The U.S. Supreme Court recently published a decision defining the often-used phrase “totality of the circumstances.”  

Used in a number of different contexts, we most often see it when a court is asked to evaluate the reasonableness of a law enforcement officer’s use of force in making an arrest. In such a case, the court is to consider all of the surrounding circumstances leading up to the use of force in evaluating whether the force used was constitutionally reasonable under the Fourth Amendment.  

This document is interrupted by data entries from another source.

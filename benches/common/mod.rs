//! Shared data generators for the benchmarks.
#![allow(dead_code)]

use rand::distributions::Alphanumeric;
use rand::{thread_rng, Rng};

/// Filter capacities exercised by the size sweeps.
pub const SIZES: [usize; 3] = [1_000, 100_000, 1_000_000];

/// Target false positive rates exercised by the rate sweeps.
pub const FP_RATES: [f64; 3] = [0.1, 0.01, 0.001];

/// Random alphanumeric string of `len` bytes.
#[inline]
pub fn random_string(len: usize) -> String {
    thread_rng()
        .sample_iter(&Alphanumeric)
        .take(len)
        .map(char::from)
        .collect()
}

/// `count` independent random strings.
pub fn generate_strings(count: usize, len: usize) -> Vec<String> {
    (0..count).map(|_| random_string(len)).collect()
}

/// Predictable keys: "item_00000000", "item_00000001", ...
pub fn generate_sequential_strings(count: usize) -> Vec<String> {
    (0..count).map(|i| format!("item_{:08}", i)).collect()
}
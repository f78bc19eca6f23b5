//! Binary encoding of filter state.
//!
//! Two layers are provided:
//!
//! - **Raw frames**, produced by [`BitStorage::encode`](crate::core::storage::BitStorage::encode):
//!   the bit array only, as big-endian words (4 bytes for `Atomic32`, 8 bytes
//!   for `Atomic64`, 1 byte for `MutexBytes`). No header, length or checksum.
//! - **Envelopes**, produced by [`FilterEnvelope`]: a fixed 18-byte header
//!   carrying `m`, `k` and the storage kind, followed by the raw frame.
//!
//! # Envelope Format
//!
//! ```text
//! [Header: 18 bytes]
//!   Magic:    4 bytes  ("FBLM")
//!   Version:  1 byte   (1)
//!   Storage:  1 byte   (0=Atomic32, 1=Atomic64, 2=MutexBytes)
//!   m:        8 bytes  (bit count, u64 big-endian)
//!   k:        4 bytes  (probe count, u32 big-endian)
//!
//! [Payload: (m / width + 1) * width_bytes]
//!   Raw storage frame (big-endian words)
//! ```
//!
//! Encoding a filter while other threads keep writing to it is allowed. Each
//! word is read atomically, so the frame never contains a torn word, but
//! different words may reflect different moments.
//!
//! # Examples
//!
//! ```
//! use fastbloom::BloomFilter;
//!
//! let filter = BloomFilter::new(1_000, 0.01).unwrap();
//! filter.add("hello");
//!
//! let bytes = filter.encode();
//! let restored = BloomFilter::decode(&bytes).unwrap();
//! assert!(restored.test("hello"));
//!
//! assert!(BloomFilter::decode(b"foo").is_err());
//! ```

pub mod envelope;

#[cfg(feature = "serde")]
pub mod serde_support;

pub use envelope::FilterEnvelope;

/// Magic bytes identifying an envelope.
pub const MAGIC: &[u8; 4] = b"FBLM";

/// Current envelope version.
pub const VERSION: u8 = 1;

/// Envelope header size in bytes.
pub const HEADER_SIZE: usize = 18;

/// Errors produced while decoding raw frames or envelopes.
#[derive(Debug, Clone, PartialEq, Eq, thiserror::Error)]
pub enum FrameError {
    /// Zero-length input.
    #[error("empty frame")]
    Empty,

    /// Input shorter than the layout requires.
    #[error("truncated frame: expected at least {expected} bytes, got {actual}")]
    TruncatedFrame {
        /// Minimum number of bytes the layout requires.
        expected: usize,
        /// Number of bytes provided.
        actual: usize,
    },

    /// Raw frame length is not a whole number of words.
    #[error("frame length {len} is not a multiple of the {word_bytes}-byte word size")]
    MisalignedFrame {
        /// Length of the rejected frame.
        len: usize,
        /// Word width of the target storage.
        word_bytes: usize,
    },

    /// Envelope does not start with `FBLM`.
    #[error("invalid magic bytes (expected 'FBLM')")]
    InvalidMagic,

    /// Envelope version this build does not understand.
    #[error("unsupported envelope version: {0} (expected {})", VERSION)]
    UnsupportedVersion(u8),

    /// Storage tag outside the known set.
    #[error("unknown storage tag: {0}")]
    UnknownStorage(u8),

    /// Envelope declares `m = 0` or an `m` this platform cannot address.
    #[error("invalid filter size: {0}")]
    InvalidSize(u64),

    /// Envelope declares `k = 0`.
    #[error("invalid hash count: {0}")]
    InvalidHashCount(u32),

    /// Storage type cannot hold frames of the tagged strategy.
    #[error("storage mismatch: frame is tag {actual}, storage expects tag {expected}")]
    StorageMismatch {
        /// Tag of the decoding storage.
        expected: u8,
        /// Tag the frame was written with.
        actual: u8,
    },

    /// Payload longer than `(m, storage)` allows.
    #[error("trailing data: expected {expected} bytes, got {actual}")]
    TrailingBytes {
        /// Exact number of bytes the layout requires.
        expected: usize,
        /// Number of bytes provided.
        actual: usize,
    },
}

/// Split `bytes` into `word_bytes`-sized chunks, rejecting empty or ragged input.
pub(crate) fn check_frame(bytes: &[u8], word_bytes: usize) -> Result<usize, FrameError> {
    if bytes.is_empty() {
        return Err(FrameError::Empty);
    }
    if bytes.len() % word_bytes != 0 {
        return Err(FrameError::MisalignedFrame {
            len: bytes.len(),
            word_bytes,
        });
    }
    Ok(bytes.len() / word_bytes)
}

#[cfg(test)]
mod tests {
    use super::*;

    #[test]
    fn test_check_frame_counts_words() {
        assert_eq!(check_frame(&[0u8; 16], 4), Ok(4));
        assert_eq!(check_frame(&[0u8; 16], 8), Ok(2));
        assert_eq!(check_frame(&[0u8; 3], 1), Ok(3));
    }

    #[test]
    fn test_check_frame_rejects_empty() {
        assert_eq!(check_frame(&[], 4), Err(FrameError::Empty));
        assert_eq!(check_frame(&[], 1), Err(FrameError::Empty));
    }

    #[test]
    fn test_check_frame_rejects_ragged_length() {
        assert_eq!(
            check_frame(b"foo", 4),
            Err(FrameError::MisalignedFrame {
                len: 3,
                word_bytes: 4
            })
        );
    }

    #[test]
    fn test_frame_error_messages() {
        assert_eq!(
            FrameError::UnsupportedVersion(9).to_string(),
            "unsupported envelope version: 9 (expected 1)"
        );
        assert!(FrameError::InvalidMagic.to_string().contains("FBLM"));
    }
}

In the Fifth Circuit, case law set out the rule that this is to be limited to the situation existing “at the moment of the threat.” The most recent example was described in the case of Barnes v. Felix (5th Cir. 2024) 91 F.4th 393. In this case, an officer jumped onto the running board of suspect Ashtian Barnes’ car as Barnes attempted to drive away. (An interesting side note is the fact that Barnes’ crime was the relatively insignificant offense of failing to pay some road tolls.)  

Saying he feared for his life, the officer shot and killed Barnes. In evaluating the reasonableness of this shooting, the Fifth Circuit limited the “totality of the circumstances” to “the two seconds before (the officer) fired his fatal shot, when he was standing on the doorsill of a moving vehicle.” The court found that the officer reasonably could have believed that he was “at risk of serious harm,” thus justifying the use of deadly force. Appealed to the U.S. Supreme Court, a unanimous court reversed, holding in Barnes v. Felix (May 15, 2025) U.S. (S.Ct. L.Ed.2nd ; 2025 U.S. LEXIS 1834), that limiting the time to the two seconds leading up to the use of force was constitutionally insufficient.  

To the contrary, an evaluation of the totality of the circumstances requires a court to consider all the relevant circumstances, “including facts and events leading up to the climactic moment.”  

Noting that there is no “easy-to-apply legal test,” or an “on/off switch” in this context (citing Scott v. Harris (2007) 550 U. S. 372, 382-383.), the court acknowledged that the Fourth Amendment requires a court to “slosh [its] way through” a “fact-bound morass” when evaluating what circumstances must be considered. 

Or, in other terms, whether the use of force is objectively reasonable in context “requires a court to pay careful attention to all the facts and circumstances relating to the incident at issue, as then known to the officer.”  

As such, the Firth Circuit’s attempt to limit the totality of the circumstances to the two seconds immediately preceding the use of force violates the Fourth Amendment.